The Certified Arborist credential identifies professional arborists who have a minimum of three years' full-time experience working in the professional tree care industry and who have passed an examination covering facets of arboriculture. The Western Chapter of the ISA started the certification program in the 1980s, with the ISA initiating it in 1992.

== ISA Board Certified Master Arborist ==
The Board Certified Master Arborist (BCMA), or simply Master Arborist, credential recognizes professional arborists who have achieved the highest level of certification offered by the ISA and one of the top designations in the field. Candidates typically have been ISA Certified Arborists for three to five years before qualifying for the exam, depending on education and experience. The certification was created to distinguish the most advanced practitioners in arboriculture.

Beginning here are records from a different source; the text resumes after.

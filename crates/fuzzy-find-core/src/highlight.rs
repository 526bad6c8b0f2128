//! Segment highlighting.
//!
//! Highlighting rewrites one text segment into a sequence of plain-text fragments and
//! one-character marks. Marks are per character so the controller can toggle emphasis on each
//! matched character independently and scroll to an exact character.

use crate::repository::{Fragment, RegionId, SegmentId, SegmentRepository};
use std::collections::HashMap;

/// Split `text` into fragments, marking each character offset in `positions`.
///
/// Positions are deduplicated and sorted first; offsets at or past the end of `text` are
/// ignored. Empty gaps between adjacent marks produce no text fragment.
pub fn build_fragments(text: &str, positions: &[usize]) -> Vec<Fragment> {
    let chars: Vec<char> = text.chars().collect();
    let sorted = sorted_positions(positions, chars.len());

    let mut fragments = Vec::with_capacity(sorted.len() * 2 + 1);
    let mut last = 0;
    for pos in sorted {
        if pos > last {
            fragments.push(Fragment::Text(chars[last..pos].iter().collect()));
        }
        fragments.push(Fragment::Mark(chars[pos]));
        last = pos + 1;
    }
    if last < chars.len() {
        fragments.push(Fragment::Text(chars[last..].iter().collect()));
    }

    fragments
}

fn sorted_positions(positions: &[usize], len: usize) -> Vec<usize> {
    let mut sorted: Vec<usize> = positions.iter().copied().filter(|&p| p < len).collect();
    sorted.sort_unstable();
    sorted.dedup();
    sorted
}

/// Mark `positions` in `segment` and return the region created for each position.
///
/// The segment is replaced atomically. If it cannot be resolved as a text segment the call is a
/// logged no-op and the returned map is empty.
pub fn apply_marks<R>(
    repo: &mut R,
    segment: SegmentId,
    positions: &[usize],
) -> HashMap<usize, RegionId>
where
    R: SegmentRepository + ?Sized,
{
    let text = match repo.segment_text(segment) {
        Ok(text) => text,
        Err(err) => {
            log::error!("cannot highlight {:?}: {}", segment, err);
            return HashMap::new();
        }
    };

    let char_count = text.chars().count();
    let marked = sorted_positions(positions, char_count);
    if marked.is_empty() {
        return HashMap::new();
    }
    let fragments = build_fragments(text, &marked);

    match repo.replace_segment(segment, fragments) {
        Ok(regions) => {
            debug_assert_eq!(regions.len(), marked.len());
            marked.into_iter().zip(regions).collect()
        }
        Err(err) => {
            log::error!("cannot highlight {:?}: {}", segment, err);
            HashMap::new()
        }
    }
}
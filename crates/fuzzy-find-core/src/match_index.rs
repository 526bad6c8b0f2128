//! Flat, ordered list of highlighted matches with a cyclic cursor.

use crate::repository::RegionId;

/// A match whose character positions have been replaced by their highlight regions.
#[derive(Debug, Clone, PartialEq, Eq)]
pub struct MatchRecord {
    regions: Vec<RegionId>,
}

impl MatchRecord {
    /// Create a record from regions in query order.
    pub fn new(regions: Vec<RegionId>) -> Self {
        Self { regions }
    }

    /// Regions in query order.
    pub fn regions(&self) -> &[RegionId] {
        &self.regions
    }

    /// First region; the scroll target when this match is selected.
    pub fn first_region(&self) -> Option<RegionId> {
        self.regions.first().copied()
    }
}

/// All matches of the current pass, in document order, plus the selected one.
#[derive(Debug, Clone, Default)]
pub struct MatchIndex {
    records: Vec<MatchRecord>,
    current: Option<usize>,
}

impl MatchIndex {
    /// Create an empty index.
    pub fn new() -> Self {
        Self::default()
    }

    /// Append a record at the end of the order.
    pub fn push(&mut self, record: MatchRecord) {
        self.records.push(record);
    }

    /// Number of records.
    pub fn len(&self) -> usize {
        self.records.len()
    }

    /// Returns `true` if there are no records.
    pub fn is_empty(&self) -> bool {
        self.records.is_empty()
    }

    /// Record at `index`.
    pub fn get(&self, index: usize) -> Option<&MatchRecord> {
        self.records.get(index)
    }

    /// All records in order.
    pub fn records(&self) -> &[MatchRecord] {
        &self.records
    }

    /// Index of the selected record, if any.
    pub fn current_index(&self) -> Option<usize> {
        self.current
    }

    /// The selected record, if any.
    pub fn current(&self) -> Option<&MatchRecord> {
        self.current.and_then(|i| self.records.get(i))
    }

    /// Select `index`. Returns `false` (and leaves the selection alone) if out of range.
    pub fn select(&mut self, index: usize) -> bool {
        if index >= self.records.len() {
            return false;
        }
        self.current = Some(index);
        true
    }

    /// Drop all records and the selection.
    pub fn clear(&mut self) {
        self.records.clear();
        self.current = None;
    }

    /// Advance the selection, wrapping to the first record. No-op when empty.
    ///
    /// With no selection, selects the first record.
    pub fn select_next(&mut self) -> Option<usize> {
        let count = self.records.len();
        if count == 0 {
            return None;
        }
        let next = match self.current {
            Some(i) => (i + 1) % count,
            None => 0,
        };
        self.current = Some(next);
        self.current
    }

    /// Move the selection back, wrapping to the last record. No-op when empty.
    ///
    /// With no selection, selects the last record.
    pub fn select_previous(&mut self) -> Option<usize> {
        let count = self.records.len();
        if count == 0 {
            return None;
        }
        let previous = match self.current {
            Some(i) => (i + count - 1) % count,
            None => count - 1,
        };
        self.current = Some(previous);
        self.current
    }
}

The Master Arborist examination is a far more extensive exam than the Certified Arborist Exam, and covers a broad scope of both aboriculture management, science and work practices. The exam includes the following areas:
- Science: Abiotic Influences; Biology; Biotic Influences; Diagnostic Process; Diagnostic Tools; Plant Identification and Selection; Soil Sciences
- Practice: Climbing, Rigging, and Removal; Installation; IPM; Water Management; Pruning; Soil Treatments; Soil & protection
- Management: Business Relations; Inventory and Management Plans; Plant Appraisal; Risk Assessment; Safety; Tree Preservation

Another credential that is on a par with the Master Arborist is that of the American Society of Consulting Arborists, the Registered Consulting Arborist. There are perhaps six hundred individuals with that qualification, and only 70 arborists who hold both credentials.